> **Records to process**:
╔══

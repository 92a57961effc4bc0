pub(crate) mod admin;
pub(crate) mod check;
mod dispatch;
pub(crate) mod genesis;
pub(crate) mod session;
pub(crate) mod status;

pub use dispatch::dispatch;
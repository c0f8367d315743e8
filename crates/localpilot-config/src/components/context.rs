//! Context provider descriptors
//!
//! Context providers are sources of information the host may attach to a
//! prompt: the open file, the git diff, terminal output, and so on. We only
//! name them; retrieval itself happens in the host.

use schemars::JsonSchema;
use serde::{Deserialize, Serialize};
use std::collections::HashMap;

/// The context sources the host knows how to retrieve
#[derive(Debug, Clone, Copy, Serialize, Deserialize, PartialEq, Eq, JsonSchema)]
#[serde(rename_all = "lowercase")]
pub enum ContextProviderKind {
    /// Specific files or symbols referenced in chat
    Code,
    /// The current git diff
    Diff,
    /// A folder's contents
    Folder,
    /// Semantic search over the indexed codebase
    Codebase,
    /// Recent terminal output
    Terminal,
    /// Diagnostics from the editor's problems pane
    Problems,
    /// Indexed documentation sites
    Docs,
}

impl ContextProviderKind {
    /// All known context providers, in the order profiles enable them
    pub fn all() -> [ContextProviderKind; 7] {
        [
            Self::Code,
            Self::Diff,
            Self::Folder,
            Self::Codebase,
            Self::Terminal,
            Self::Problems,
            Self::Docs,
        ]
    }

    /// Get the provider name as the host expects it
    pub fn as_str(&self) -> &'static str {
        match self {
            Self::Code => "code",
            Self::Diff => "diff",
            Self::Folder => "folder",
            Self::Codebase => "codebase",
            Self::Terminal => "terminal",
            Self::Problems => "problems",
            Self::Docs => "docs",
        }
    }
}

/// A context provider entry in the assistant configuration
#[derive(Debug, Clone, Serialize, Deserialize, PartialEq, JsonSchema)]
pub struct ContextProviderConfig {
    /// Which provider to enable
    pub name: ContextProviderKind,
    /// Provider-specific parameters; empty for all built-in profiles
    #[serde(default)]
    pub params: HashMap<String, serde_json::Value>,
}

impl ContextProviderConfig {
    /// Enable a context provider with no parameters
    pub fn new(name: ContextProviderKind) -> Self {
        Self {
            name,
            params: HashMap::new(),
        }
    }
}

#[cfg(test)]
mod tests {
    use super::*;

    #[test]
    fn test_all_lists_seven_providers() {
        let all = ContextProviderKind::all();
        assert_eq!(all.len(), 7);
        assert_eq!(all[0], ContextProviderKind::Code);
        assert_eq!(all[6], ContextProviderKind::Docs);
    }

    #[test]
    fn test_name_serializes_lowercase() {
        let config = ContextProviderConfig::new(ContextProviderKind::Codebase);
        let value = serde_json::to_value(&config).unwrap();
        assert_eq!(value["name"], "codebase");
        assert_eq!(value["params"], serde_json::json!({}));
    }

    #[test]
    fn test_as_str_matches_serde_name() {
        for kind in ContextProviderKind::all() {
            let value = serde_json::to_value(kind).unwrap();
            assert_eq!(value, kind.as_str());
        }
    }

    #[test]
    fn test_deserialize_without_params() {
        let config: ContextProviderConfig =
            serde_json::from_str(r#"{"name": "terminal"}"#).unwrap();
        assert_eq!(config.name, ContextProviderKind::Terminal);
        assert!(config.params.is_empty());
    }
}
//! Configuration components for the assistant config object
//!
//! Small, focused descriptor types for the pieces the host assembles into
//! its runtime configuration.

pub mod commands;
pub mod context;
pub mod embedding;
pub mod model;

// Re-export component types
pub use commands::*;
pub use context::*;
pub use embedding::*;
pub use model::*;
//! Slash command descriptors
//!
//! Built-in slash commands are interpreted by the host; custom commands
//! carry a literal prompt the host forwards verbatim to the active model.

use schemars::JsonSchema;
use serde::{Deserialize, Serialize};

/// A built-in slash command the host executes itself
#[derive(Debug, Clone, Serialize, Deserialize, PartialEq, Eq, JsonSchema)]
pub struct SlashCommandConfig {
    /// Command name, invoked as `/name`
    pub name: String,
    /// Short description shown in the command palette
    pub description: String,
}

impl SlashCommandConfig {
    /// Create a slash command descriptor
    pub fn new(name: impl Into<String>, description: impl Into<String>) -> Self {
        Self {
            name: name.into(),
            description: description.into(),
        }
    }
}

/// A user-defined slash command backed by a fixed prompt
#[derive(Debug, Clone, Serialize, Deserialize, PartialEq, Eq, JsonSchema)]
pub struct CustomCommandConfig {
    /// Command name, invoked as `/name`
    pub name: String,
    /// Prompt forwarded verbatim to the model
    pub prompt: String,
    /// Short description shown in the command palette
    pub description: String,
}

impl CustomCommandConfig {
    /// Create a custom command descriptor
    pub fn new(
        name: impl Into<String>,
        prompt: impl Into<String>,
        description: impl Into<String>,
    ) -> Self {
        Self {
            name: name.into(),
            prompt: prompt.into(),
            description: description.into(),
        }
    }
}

╚══

> **What is expected**: Determine how many lines in the data above contain the string "ContextProviderConfig". Give nothing except the number.

> **Written solution**: 4